136 thoughts on “Fireworks”

  1. Her name was Aunt Anna, she was Uncle Dick’s aunt and she was about 100 years old when you almost set her on fire. I was there, but never knew the rest of the story til now. Your re-telling was so wonderful, really took us back.
    Love, Mom

  2. How lovely that your mom posted! I would buy your book. Email me if and when you decide to publish! Your site is one of the ones I check daily and I enjoy the good AND bad times in your life that you choose to share with us. Nolan and Ryan have a great stepdad. Oh, and my oldest is named Anna in memory of her grandmom (my mom)!

  3. My level of respect for the Wheaton family keeps growing with every passing day… I can’t believe your mom posted here.
    That is about the coolest thing I’ve ever seen. My mom has NEVER posted on my site. (But considering all the bitching I do about her, that’s probably a good thing.)
    Anyway, I just had to say it… Cool, man… And classy…
    To the Uber-mom, come back any time. I think I love you!
    (Now, how long til Anne posts?)

  4. To Wil’s mom,
    You have a great son and deserve to be proud of who you brought up. Through his site he brings a lot insight from the boy he was to the man he is.
    Uncle Willie ROCKS!!!!!

  5. I’ve just read it again. I wish I could write that well. *green with envy*
    Hi, Wil’s mom. Well done for helping the kid star grow up into a normal guy. Not many do :)

  6. Once again, the world is right again..
    The planets continue they’re dance, birds and bees are bumpin’ uglies, and Wil is back from holiday.
    Glad you made it home safely Sir, you were indeed missed :>)

  7. ‘Petulant teenage years': “Journey’s end” was on TV just now, and I watched it specially to see Uncle Willie. Glad you’ve always had a healthy disdain for rules and regulations in real life too…

  8. Aww. It’s okay. You’ll get to put on a grand display for your boys next year. I’d probably burn my hand off trying to light those things.
    The most important thing is that you were able to spend it with family.
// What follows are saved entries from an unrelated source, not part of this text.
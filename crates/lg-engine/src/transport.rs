//! Musical clock that turns frame counts into bar boundaries.

use lg_ir::MusicalTime;

/// Receives bar-boundary events from the [`Transport`].
///
/// Called on the audio thread; implementations must be O(1) and
/// non-blocking.
pub trait TimeObserver {
    fn bar(&mut self);
}

/// Frame-accurate tempo clock.
#[derive(Clone, Debug)]
pub struct Transport {
    sample_rate: u32,
    bpm: f32,
    beats_per_bar: u32,
    frames_per_beat: u64,
    /// Frames elapsed in the current bar
    frame_in_bar: u64,
    /// Completed bars
    bars: u64,
}

impl Transport {
    pub fn new(sample_rate: u32, bpm: f32, beats_per_bar: u32) -> Self {
        let mut transport = Self {
            sample_rate,
            bpm,
            beats_per_bar: beats_per_bar.max(1),
            frames_per_beat: 0,
            frame_in_bar: 0,
            bars: 0,
        };
        transport.update_frames_per_beat();
        transport
    }

    fn update_frames_per_beat(&mut self) {
        let bpm = if self.bpm.is_finite() && self.bpm > 0.0 { self.bpm } else { 120.0 };
        self.bpm = bpm;
        self.frames_per_beat = ((self.sample_rate as f64 * 60.0) / bpm as f64).round().max(1.0) as u64;
        self.frame_in_bar = self.frame_in_bar.min(self.frames_per_bar() - 1);
    }

    /// Change tempo. The position inside the current bar is kept in frames.
    pub fn set_bpm(&mut self, bpm: f32) {
        self.bpm = bpm;
        self.update_frames_per_beat();
    }

    /// Follow a device running at a different rate than configured.
    pub fn set_sample_rate(&mut self, sample_rate: u32) {
        self.sample_rate = sample_rate.max(1);
        self.update_frames_per_beat();
    }

    pub fn bpm(&self) -> f32 {
        self.bpm
    }

    pub fn sample_rate(&self) -> u32 {
        self.sample_rate
    }

    pub fn beats_per_bar(&self) -> u32 {
        self.beats_per_bar
    }

    pub fn frames_per_beat(&self) -> u64 {
        self.frames_per_beat
    }

    pub fn frames_per_bar(&self) -> u64 {
        self.frames_per_beat * self.beats_per_bar as u64
    }

    /// Frames left before the next bar boundary (at least 1).
    pub fn frames_until_bar(&self) -> usize {
        (self.frames_per_bar() - self.frame_in_bar) as usize
    }

    /// Completed bars since start.
    pub fn bars(&self) -> u64 {
        self.bars
    }

    pub fn position(&self) -> MusicalTime {
        MusicalTime::from_frames(self.frame_in_bar, self.frames_per_beat)
            .add_beats(self.bars * self.beats_per_bar as u64)
    }

    /// Advance by `frames`, calling `bar()` on every observer once for each
    /// bar boundary crossed. Returns the number of boundaries crossed.
    pub fn advance<O: TimeObserver>(&mut self, frames: usize, observers: &mut [O]) -> u32 {
        let mut crossed = 0;
        let mut remaining = frames as u64;
        while remaining > 0 {
            let step = remaining.min(self.frames_per_bar() - self.frame_in_bar);
            self.frame_in_bar += step;
            remaining -= step;
            if self.frame_in_bar == self.frames_per_bar() {
                self.frame_in_bar = 0;
                self.bars += 1;
                crossed += 1;
                for observer in observers.iter_mut() {
                    observer.bar();
                }
            }
        }
        crossed
    }
}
  9. Dude, your mom reads the site and you’ve got porn links. Balls, baby. Big, giant cajones.

  10. Did you ever stop to think that maybe that ground flower ended up under your great aunt’s chair for a reason? Maybe God was trying to send her one last warning before she was cast into eternal hellfire for her failure to repent upon bended knee before the might and mercy of the vengeful and also loving but also abusive and cruel Jesus H. Christ.
    Who is to say that even now your great aunt doesn’t look down from her chrome-plated mansion in Level One Heaven upon young TVsWW and thank the good Lord for that taste of hellfire and perdition which licked up her bony legs that one fateful day when out behind the toolshed and just thirteen feet from the tainted potato salad that would send her on to eternity some three days later, she bent down amongst the assorted jarts and popsicle sticks to accept the tender embrace of Christ.
    You saved that woman, TVsWW.
    As you save us all.
    Each and every day of your precious, precious life.

  11. ????????????????
    Whats with all the God referances? Whats going on?
    Why are we here? Whats the meaning of Life? (42)
    No really, whats with the God conversation?
    And just what IS the question to life the universe and everything?

  12. fluffy:
    A troll claiming to be Mr. Almighty was being an ass above.
    I heard Robert Picardo saved someone’s aunt.
    So when’s the threeway?

  13. Sorry to say it, Wil, but I’m growing a little tired of YOUR well-versed versions of your escapades. Bring on the MOM!!! I want all the details of Wil’s childhood. From the day he came home crying that he wasn’t castin the role of a young Klingon boy named Worf, to the time you caught him in the bathroom “reading” his copy of Tiger Beat with creases on the pages highlighting Debbie Gibson and Alyssa Milano.
    I want all the dirt.
    WE want all the dirt.
    Wil, the best thing you could do would be to host the special guest writings of Ma Wheaton. Or hell, get her a website of her own. The fans demand it.
    UNITE! And welcome the dawning of the age of Ma Wheaton!
    UNITE! And salute the woman who gave Wil life!
    UNITE! And give this woman her own voice!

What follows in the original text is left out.